### Provided records
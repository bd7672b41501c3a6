//! Simulated DAQ firmware
//!
//! Serves synthetic IQ frames and acknowledges control commands on the
//! firmware's default ports.
//!
//! Usage: `daq-sim [channels] [samples_per_channel] [bit_depth]`

use anyhow::{Context, Result};
use std::net::SocketAddr;
use std::time::Duration;
use tracing_subscriber::{layer::SubscriberExt, util::SubscriberInitExt};

use daq_iq_client::{
    constants::{DEFAULT_CONTROL_PORT, DEFAULT_DATA_PORT},
    sim::{FirmwareSimulator, SimulatorConfig},
};

fn arg<T: std::str::FromStr>(index: usize, default: T) -> Result<T>
where
    T::Err: std::error::Error + Send + Sync + 'static,
{
    match std::env::args().nth(index) {
        Some(raw) => raw
            .parse()
            .with_context(|| format!("invalid argument {}: {}", index, raw)),
        None => Ok(default),
    }
}

#[tokio::main]
async fn main() -> Result<()> {
    // Initialize logging
    tracing_subscriber::registry()
        .with(tracing_subscriber::EnvFilter::new(
            std::env::var("RUST_LOG").unwrap_or_else(|_| "info".into()),
        ))
        .with(tracing_subscriber::fmt::layer())
        .init();

    let config = SimulatorConfig {
        data_bind: SocketAddr::from(([0, 0, 0, 0], DEFAULT_DATA_PORT)),
        control_bind: SocketAddr::from(([0, 0, 0, 0], DEFAULT_CONTROL_PORT)),
        channels: arg(1, 5)?,
        samples_per_channel: arg(2, 1024)?,
        sample_bit_depth: arg(3, 32)?,
        ..Default::default()
    };
    tracing::info!(
        "Simulating {} channels x {} samples at {} bit",
        config.channels,
        config.samples_per_channel,
        config.sample_bit_depth
    );

    let mut sim = FirmwareSimulator::start(config)?;

    let mut ticker = tokio::time::interval(Duration::from_secs(5));
    loop {
        tokio::select! {
            _ = tokio::signal::ctrl_c() => break,
            _ = ticker.tick() => {
                tracing::info!(
                    "Simulator stats: {} frames sent, {} commands, center {} Hz",
                    sim.frames_sent(),
                    sim.received_commands().len(),
                    sim.center_frequency()
                );
            }
        }
    }

    tracing::info!("Shutting down simulator");
    tokio::task::spawn_blocking(move || sim.shutdown()).await?;
    Ok(())
}
//! Client configuration
//!
//! Loaded from a TOML file; every section falls back to defaults that match
//! a DAQ firmware running on the local machine.

use serde::{Deserialize, Serialize};
use std::net::{SocketAddr, ToSocketAddrs};
use std::path::{Path, PathBuf};
use std::time::Duration;

use crate::constants::*;
use crate::error::{Error, Result};

/// Top level configuration
#[derive(Debug, Clone, Default, PartialEq, Serialize, Deserialize)]
#[serde(default)]
pub struct AppConfig {
    pub receiver: ReceiverConfig,
    pub daq: DaqDefaults,
    pub logging: LoggingConfig,
}

/// How IQ frames reach the client
#[derive(Debug, Clone, Copy, PartialEq, Eq, Default, Serialize, Deserialize)]
#[serde(rename_all = "snake_case")]
pub enum DataInterface {
    /// IQ frames over the firmware's TCP data server
    #[default]
    Ethernet,
    /// IQ frames through the firmware's shared memory buffers
    SharedMemory,
}

/// Connection settings
#[derive(Debug, Clone, PartialEq, Serialize, Deserialize)]
#[serde(default)]
pub struct ReceiverConfig {
    /// Host running the DAQ firmware
    pub address: String,
    /// IQ data server port
    pub data_port: u16,
    /// Control interface port
    pub control_port: u16,
    /// `shared_memory` needs a segment handed to `AcquisitionClient::with_shared_memory`
    pub interface: DataInterface,
    /// Socket receive buffer size in bytes
    pub receive_buffer_size: usize,
    pub connect_timeout_ms: u64,
    /// Longest silence on the data connection before it is dropped
    pub read_timeout_ms: u64,
    /// Bound on waiting for a control acknowledgement
    pub ack_timeout_ms: u64,
}

impl Default for ReceiverConfig {
    fn default() -> Self {
        Self {
            address: "127.0.0.1".to_string(),
            data_port: DEFAULT_DATA_PORT,
            control_port: DEFAULT_CONTROL_PORT,
            interface: DataInterface::Ethernet,
            receive_buffer_size: RECEIVE_BUFFER_SIZE,
            connect_timeout_ms: 3000,
            read_timeout_ms: DEFAULT_READ_TIMEOUT_MS,
            ack_timeout_ms: DEFAULT_ACK_TIMEOUT_MS,
        }
    }
}

impl ReceiverConfig {
    pub fn data_addr(&self) -> Result<SocketAddr> {
        resolve(&self.address, self.data_port)
    }

    pub fn control_addr(&self) -> Result<SocketAddr> {
        resolve(&self.address, self.control_port)
    }

    pub fn connect_timeout(&self) -> Duration {
        Duration::from_millis(self.connect_timeout_ms)
    }

    pub fn read_timeout(&self) -> Duration {
        Duration::from_millis(self.read_timeout_ms)
    }

    pub fn ack_timeout(&self) -> Duration {
        Duration::from_millis(self.ack_timeout_ms)
    }
}

fn resolve(host: &str, port: u16) -> Result<SocketAddr> {
    (host, port)
        .to_socket_addrs()
        .map_err(|e| Error::Config(format!("cannot resolve {}:{}: {}", host, port, e)))?
        .next()
        .ok_or_else(|| Error::Config(format!("no address for {}:{}", host, port)))
}

/// Tuning restored on every (re)connection
#[derive(Debug, Clone, PartialEq, Serialize, Deserialize)]
#[serde(default)]
pub struct DaqDefaults {
    /// Center frequency in Hz
    pub center_freq_hz: u64,
    /// Receiver gain in tenths of dB, applied to all channels
    pub gain_tenths: u32,
    /// Start with automatic gain control instead of `gain_tenths`
    pub agc: bool,
}

impl Default for DaqDefaults {
    fn default() -> Self {
        Self {
            center_freq_hz: DEFAULT_CENTER_FREQ_HZ,
            gain_tenths: 0,
            agc: false,
        }
    }
}

/// Logging settings
#[derive(Debug, Clone, PartialEq, Serialize, Deserialize)]
#[serde(default)]
pub struct LoggingConfig {
    /// Filter used when `RUST_LOG` is not set
    pub level: String,
}

impl Default for LoggingConfig {
    fn default() -> Self {
        Self {
            level: "info".to_string(),
        }
    }
}

impl AppConfig {
    /// Load and validate a configuration file
    pub fn load(path: &Path) -> Result<Self> {
        let text = std::fs::read_to_string(path)?;
        let config: AppConfig =
            toml::from_str(&text).map_err(|e| Error::Config(e.to_string()))?;
        config.validate()?;
        Ok(config)
    }

    /// Write the configuration as TOML, creating parent directories
    pub fn save(&self, path: &Path) -> Result<()> {
        if let Some(parent) = path.parent() {
            std::fs::create_dir_all(parent)?;
        }
        let text = toml::to_string_pretty(self).map_err(|e| Error::Config(e.to_string()))?;
        std::fs::write(path, text)?;
        Ok(())
    }

    /// Default location in the user's config directory
    pub fn default_path() -> Option<PathBuf> {
        directories::ProjectDirs::from("", "", "daq-iq-client")
            .map(|dirs| dirs.config_dir().join("config.toml"))
    }

    /// Load from the default location, or fall back to defaults
    pub fn load_or_default() -> Self {
        match Self::default_path() {
            Some(path) if path.exists() => match Self::load(&path) {
                Ok(config) => config,
                Err(e) => {
                    tracing::warn!("Ignoring config {}: {}", path.display(), e);
                    Self::default()
                }
            },
            _ => Self::default(),
        }
    }

    pub fn validate(&self) -> Result<()> {
        let receiver = &self.receiver;
        if receiver.data_port == 0 || receiver.control_port == 0 {
            return Err(Error::Config("ports must be non-zero".into()));
        }
        if receiver.connect_timeout_ms == 0
            || receiver.read_timeout_ms == 0
            || receiver.ack_timeout_ms == 0
        {
            return Err(Error::Config("timeouts must be non-zero".into()));
        }
        if receiver.receive_buffer_size == 0 {
            return Err(Error::Config("receive buffer size must be non-zero".into()));
        }
        Ok(())
    }
}

#[cfg(test)]
mod tests {
    use super::*;

    #[test]
    fn test_partial_file_uses_defaults() {
        let config: AppConfig = toml::from_str(
            r#"
            [receiver]
            address = "192.168.1.20"
            interface = "shared_memory"

            [daq]
            center_freq_hz = 433000000
            "#,
        )
        .unwrap();

        assert_eq!(config.receiver.address, "192.168.1.20");
        assert_eq!(config.receiver.interface, DataInterface::SharedMemory);
        assert_eq!(config.receiver.data_port, DEFAULT_DATA_PORT);
        assert_eq!(config.daq.center_freq_hz, 433_000_000);
        assert!(!config.daq.agc);
        assert_eq!(config.logging.level, "info");
    }

    #[test]
    fn test_save_load_file() {
        let dir = tempfile::tempdir().unwrap();
        let path = dir.path().join("nested").join("config.toml");

        let mut config = AppConfig::default();
        config.daq.agc = true;
        config.receiver.ack_timeout_ms = 250;
        config.save(&path).unwrap();

        assert_eq!(AppConfig::load(&path).unwrap(), config);
    }

    #[test]
    fn test_saved_file_lists_only_used_settings() {
        let text = toml::to_string_pretty(&AppConfig::default()).unwrap();
        assert!(!text.contains("shmem"));
        assert!(text.contains("read_timeout_ms = 5000"));
    }

    #[test]
    fn test_validate_rejects_zero_timeout() {
        let mut config = AppConfig::default();
        config.receiver.ack_timeout_ms = 0;
        assert!(matches!(config.validate(), Err(Error::Config(_))));
    }

    #[test]
    fn test_validate_rejects_zero_read_timeout() {
        let mut config = AppConfig::default();
        config.receiver.read_timeout_ms = 0;
        assert!(matches!(config.validate(), Err(Error::Config(_))));
    }

    #[test]
    fn test_addresses_resolve() {
        let config = ReceiverConfig::default();
        assert_eq!(config.data_addr().unwrap().port(), DEFAULT_DATA_PORT);
        assert_eq!(config.control_addr().unwrap().port(), DEFAULT_CONTROL_PORT);
    }
}
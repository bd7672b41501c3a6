//! Wire formats shared with the DAQ firmware
//!
//! - `header`: the 1024 byte IQ frame header
//! - `command`: 128 byte control commands and acknowledgements
//! - `DataToken`: ASCII requests sent on the IQ data socket

pub mod command;
pub mod header;

pub use command::{AckFrame, AckStatus, CommandFrame, Opcode};
pub use header::{FrameHeader, FrameType, HEADER_SIZE};

/// ASCII requests understood by the firmware's IQ data server
#[derive(Debug, Clone, Copy, PartialEq, Eq)]
pub enum DataToken {
    /// Switch the server into IQ streaming mode
    Streaming,
    /// Request the next IQ frame
    IqDownload,
    /// Close the data connection
    Quit,
}

impl DataToken {
    pub const ALL: [DataToken; 3] = [Self::Streaming, Self::IqDownload, Self::Quit];

    pub fn as_bytes(self) -> &'static [u8] {
        match self {
            Self::Streaming => b"streaming",
            Self::IqDownload => b"IQDownload",
            Self::Quit => b"q",
        }
    }

    /// Match a token at the start of `bytes`, returning it and its length
    pub fn parse_prefix(bytes: &[u8]) -> Option<(Self, usize)> {
        Self::ALL.iter().find_map(|token| {
            let raw = token.as_bytes();
            bytes.starts_with(raw).then_some((*token, raw.len()))
        })
    }
}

### The problem
Return every line above that contains the word "ASCII".

### Final answer
//! - `DataToken`: ASCII requests sent on the IQ data socket
/// ASCII requests understood by the firmware's IQ data server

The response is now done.